El ejemplo que el propio presidente plantea —quitarle al que tiene para repartir entre quienes no tienen— expone con crudeza la lógica del populismo. Es electoralmente rentable, pero económicamente devastador. Porque destruye el sistema de incentivos. Porque castiga al que produce. Porque premia la dependencia. En definitiva, porque reemplaza la cooperación voluntaria por la coerción estatal.
Lo que Milei está haciendo, y lo que su discurso en Israel terminó de consolidar, es romper con esa matriz moral. No se trata solo de ordenar las cuentas públicas o bajar la inflación. Se trata de reinstalar una verdad incómoda: robar está mal, incluso cuando lo hace el Estado en base a leyes aprobadas por el Congreso.

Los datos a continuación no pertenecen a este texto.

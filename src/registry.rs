//! Session Registry
//!
//! Owns every live session of one variant and the two indices over them:
//! session code to session, and host address to session code. One registry
//! instance exists per variant (mesh, relay); both are constructed at
//! startup and handed by reference into every handler and sweep.

use std::collections::HashMap;
use std::net::SocketAddr;
use std::sync::Arc;

use tokio::sync::RwLock;
use tracing::error;

use crate::codes::CodeAllocator;
use crate::model::{MeshSession, RelaySession};

/// Registry lookup/creation errors.
#[derive(Debug, Clone, PartialEq, Eq, thiserror::Error)]
pub enum RegistryError {
    /// The source address already owns a session in this registry.
    #[error("address already owns a session")]
    AddressInUse,

    /// No session with the given code (or address) exists.
    #[error("no such session")]
    NoSuchSession,
}

/// A registry handle shared between handlers and sweeps.
pub type SharedRegistry<S> = Arc<RwLock<SessionRegistry<S>>>;

/// Construction and code access, implemented by each session variant so the
/// registry can manage either.
pub trait RegistrySession: Sized {
    /// Build a session of this variant with its host as the only player.
    fn open(
        code: String,
        host_name: &str,
        host_addr: SocketAddr,
        max_players: u8,
        password: Option<String>,
    ) -> Self;

    /// The allocator-assigned session code.
    fn code(&self) -> &str;
}

impl RegistrySession for MeshSession {
    fn open(
        code: String,
        host_name: &str,
        host_addr: SocketAddr,
        max_players: u8,
        password: Option<String>,
    ) -> Self {
        MeshSession::open(code, host_name, host_addr, max_players, password)
    }

    fn code(&self) -> &str {
        &self.core.code
    }
}

impl RegistrySession for RelaySession {
    fn open(
        code: String,
        host_name: &str,
        host_addr: SocketAddr,
        max_players: u8,
        password: Option<String>,
    ) -> Self {
        RelaySession::open(code, host_name, host_addr, max_players, password)
    }

    fn code(&self) -> &str {
        &self.core.code
    }
}

/// All live sessions of one variant.
#[derive(Debug, Default)]
pub struct SessionRegistry<S> {
    codes: CodeAllocator,
    by_code: HashMap<String, S>,
    by_addr: HashMap<SocketAddr, String>,
}

impl<S: RegistrySession> SessionRegistry<S> {
    /// Create an empty registry.
    pub fn new() -> Self {
        Self {
            codes: CodeAllocator::new(),
            by_code: HashMap::new(),
            by_addr: HashMap::new(),
        }
    }

    /// Create a session for the given host. Fails with
    /// [`RegistryError::AddressInUse`] if the host address already owns a
    /// session here; both indices are updated together.
    pub fn create(
        &mut self,
        host_name: &str,
        host_addr: SocketAddr,
        max_players: u8,
        password: Option<String>,
    ) -> Result<&S, RegistryError> {
        if self.by_addr.contains_key(&host_addr) {
            return Err(RegistryError::AddressInUse);
        }

        let mut code = self.codes.allocate();
        while self.by_code.contains_key(&code) {
            // The allocator guarantees this cannot happen; a collision here
            // means its issued set and the registry disagree.
            error!(%code, "allocator produced a live session code, redrawing");
            code = self.codes.allocate();
        }

        let session = S::open(
            code.clone(),
            host_name,
            host_addr,
            max_players,
            password,
        );
        self.by_addr.insert(host_addr, code.clone());
        Ok(self.by_code.entry(code).or_insert(session))
    }

    /// Look up a session by code.
    pub fn get(&self, code: &str) -> Result<&S, RegistryError> {
        self.by_code.get(code).ok_or(RegistryError::NoSuchSession)
    }

    /// Look up a session by code, mutably.
    pub fn get_mut(&mut self, code: &str) -> Result<&mut S, RegistryError> {
        self.by_code
            .get_mut(code)
            .ok_or(RegistryError::NoSuchSession)
    }

    /// Look up the session owned by a source address.
    pub fn get_by_address(&self, addr: SocketAddr) -> Result<&S, RegistryError> {
        let code = self.by_addr.get(&addr).ok_or(RegistryError::NoSuchSession)?;
        match self.by_code.get(code) {
            Some(session) => Ok(session),
            None => {
                // Both indices are updated together, so this is a registry
                // bug, not a client error.
                error!(%code, %addr, "address index names a session the code index lacks");
                Err(RegistryError::NoSuchSession)
            }
        }
    }

    /// Like [`Self::get_by_address`], mutably.
    pub fn get_by_address_mut(&mut self, addr: SocketAddr) -> Result<&mut S, RegistryError> {
        let code = self
            .by_addr
            .get(&addr)
            .ok_or(RegistryError::NoSuchSession)?
            .clone();
        self.get_mut(&code)
    }

    /// Snapshot of all live session codes, for sweeps that mutate the
    /// registry while iterating.
    pub fn list_codes(&self) -> Vec<String> {
        self.by_code.keys().cloned().collect()
    }

    /// Number of live sessions.
    pub fn len(&self) -> usize {
        self.by_code.len()
    }

    /// Whether no sessions are live.
    pub fn is_empty(&self) -> bool {
        self.by_code.is_empty()
    }

    /// Delete a session: drop it from both indices and return its code to
    /// the allocator. Deleting an absent code is a silent no-op.
    pub fn delete(&mut self, code: &str) {
        if self.by_code.remove(code).is_some() {
            self.by_addr.retain(|_, owned| owned != code);
        }
        self.codes.release(code);
    }

    /// Repoint the address index after a host transfer, so the new host's
    /// address owns the session.
    pub fn update_address_for(
        &mut self,
        code: &str,
        new_addr: SocketAddr,
    ) -> Result<(), RegistryError> {
        if !self.by_code.contains_key(code) {
            return Err(RegistryError::NoSuchSession);
        }
        self.by_addr.retain(|_, owned| owned != code);
        self.by_addr.insert(new_addr, code.to_string());
        Ok(())
    }
}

Este giro no es menor. Durante décadas, la Argentina fue un laboratorio del relativismo moral aplicado a la política. Se naturalizó que el Estado podía apropiarse del fruto del trabajo ajeno si lo hacía en nombre de una causa “justa”. Se construyó una cultura donde el éxito era sospechoso y la dependencia era celebrada. El resultado está a la vista: decadencia, pobreza y frustración.